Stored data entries
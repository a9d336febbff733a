//! Forward and inverse kinematics for the two-link (alpha, beta) arm.
//!
//! Angles are carried as plain `f64` degrees through the hot path (see
//! `crates/angle`'s doc comment for why), and only wrapped into an
//! `angle::Angle` at the boundary where a caller needs a validated value.

use kaiju_geometry::Point3;

use crate::config::ArmTemplateConfig;
use crate::errors::ReachError;

/// Inverse kinematics: the `(x, y)` a fiber should land at, mapped to
/// `(alpha_deg, beta_deg)` via the law of cosines. `alpha` is wrapped to
/// `[0, 360)`. Fails with [`ReachError`] when `hypot(x, y)` falls outside
/// `[min_reach, max_reach]`.
pub fn alpha_beta_from_xy(x: f64, y: f64, arm: &ArmTemplateConfig) -> Result<(f64, f64), ReachError> {
    let xy_mag = x.hypot(y);
    let min_reach = arm.min_reach();
    let max_reach = arm.max_reach();

    if !(min_reach..=max_reach).contains(&xy_mag) {
        return Err(ReachError {
            x,
            y,
            radius: xy_mag,
            min_reach,
            max_reach,
        });
    }

    let a = arm.alpha_arm_len;
    let b = arm.beta_arm_len;

    let alpha_ang_rad = ((-b * b + a * a + xy_mag * xy_mag) / (2.0 * a * xy_mag)).acos();
    let gamma_ang_rad = ((-xy_mag * xy_mag + a * a + b * b) / (2.0 * a * b)).acos();

    let beta_ang_rad = std::f64::consts::PI - gamma_ang_rad;
    let beta_ang_deg = beta_ang_rad.to_degrees();

    let rot_ang = y.atan2(x);
    let alpha_ang_rad = -alpha_ang_rad + rot_ang;
    let alpha_ang_deg = angle::Angle::wrap_degrees(alpha_ang_rad.to_degrees());

    Ok((alpha_ang_deg, beta_ang_deg))
}

/// The two-point collision chord and fiber position derived from
/// `(alpha_deg, beta_deg)`: the full beta-arm polyline vertices, rotated
/// by beta about the beta origin, translated by the alpha arm, rotated by
/// alpha, and translated by the robot's fixed `(x_pos, y_pos)`.
#[derive(Debug, Clone, Copy, PartialEq)]
pub struct Pose {
    /// Chord endpoints: the alpha-arm tip (start of the beta template, in
    /// the alpha-translated frame) and the beta-arm far end.
    pub collision_chord: (Point3, Point3),
    pub fiber_xyz: Point3,
}

/// Forward kinematics: `(alpha_deg, beta_deg)` plus the robot's fixed
/// `(x_pos, y_pos)` to the oriented polyline and fiber position.
#[must_use]
pub fn forward_kinematics(alpha_deg: f64, beta_deg: f64, x_pos: f64, y_pos: f64, arm: &ArmTemplateConfig) -> Pose {
    let alpha_rad = alpha_deg.to_radians();
    let beta_rad = beta_deg.to_radians();
    let trans_xy = Point3::new(x_pos, y_pos, 0.0);
    let alpha_trans = arm.alpha_trans();

    let oriented = |vertex: Point3| -> Point3 {
        let beta_rotated = vertex.rotate_z(beta_rad);
        let alpha_frame = alpha_trans + beta_rotated;
        trans_xy + alpha_frame.rotate_z(alpha_rad)
    };

    let template = arm.beta_template.as_slice();
    let alpha_tip = oriented(Point3::origin());
    let beta_far_end = oriented(*template.last().expect("beta_template has at least two vertices"));
    let fiber_xyz = oriented(arm.fiber_neutral);

    Pose {
        collision_chord: (alpha_tip, beta_far_end),
        fiber_xyz,
    }
}

#[cfg(test)]
#[allow(clippy::unwrap_used)]
mod tests {
    use approx::assert_abs_diff_eq;

    use super::*;

    #[test]
    fn round_trip_alpha_beta_xy() {
        let arm = ArmTemplateConfig::default();
        let (alpha, beta) = alpha_beta_from_xy(10.0, 0.0, &arm).unwrap();
        let pose = forward_kinematics(alpha, beta, 0.0, 0.0, &arm);
        assert_abs_diff_eq!(pose.fiber_xyz.x, 10.0, epsilon = 1e-6);
        assert_abs_diff_eq!(pose.fiber_xyz.y, 0.0, epsilon = 1e-6);
    }

    #[test]
    fn unreachable_point_errors() {
        let arm = ArmTemplateConfig::default();
        let err = alpha_beta_from_xy(50.0, 0.0, &arm).unwrap_err();
        assert_abs_diff_eq!(err.radius, 50.0, epsilon = 1e-9);
    }

    #[test]
    fn alpha_is_wrapped_nonnegative() {
        let arm = ArmTemplateConfig::default();
        let (alpha, _beta) = alpha_beta_from_xy(-10.0, -1.0, &arm).unwrap();
        assert!((0.0..360.0).contains(&alpha));
    }

    #[test]
    fn folded_pose_places_fiber_along_x() {
        let arm = ArmTemplateConfig::default();
        let pose = forward_kinematics(0.0, 0.0, 0.0, 0.0, &arm);
        assert_abs_diff_eq!(
            pose.fiber_xyz.x,
            arm.alpha_arm_len + arm.fiber_neutral.x,
            epsilon = 1e-9
        );
        assert_abs_diff_eq!(pose.fiber_xyz.y, 0.0, epsilon = 1e-9);
    }
}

* What is needed: Determine the number of lines in the entries that hold "position". Reply with that number only.

* Completed exercise: 2